- [PROBLEM DETAILS] Copy the lines word for word. Begin at the line that contains "missing its name." and end with the final line of the data.

*** Block opens ***

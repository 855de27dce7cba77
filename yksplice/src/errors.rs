//! Errors that can occur when splicing a trace into a program.

use thiserror::Error;

/// A failure to splice a trace into a program.
///
/// Any of these aborts the splice as a whole: nothing is partially applied.
#[derive(Error, Debug, PartialEq)]
pub enum SpliceError {
    #[error("malformed trace: {0}")]
    /// The trace is missing required fields or has an empty instruction sequence.
    MalformedTrace(String),
    #[error("function {0} not found in program")]
    /// No function in the program has the trace's owner name.
    FunctionNotFound(String),
    #[error("function {func} has a malformed body: {reason}")]
    /// The target function's instruction sequence is not a well-formed instruction sequence.
    MalformedFunctionBody { func: String, reason: String },
    #[error("label {label} already exists in function {func}")]
    /// A label the splice needs to introduce is already defined in the target function.
    LabelCollision { func: String, label: String },
    #[error("malformed program: {0}")]
    /// The program is missing its function list or a function is missing its name.
    MalformedProgram(String),
}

*** Block closes ***

- [ANSWER FOR THIS EXERCISE]
    /// The program is missing its function list or a function is missing its name.
    MalformedProgram(String),
}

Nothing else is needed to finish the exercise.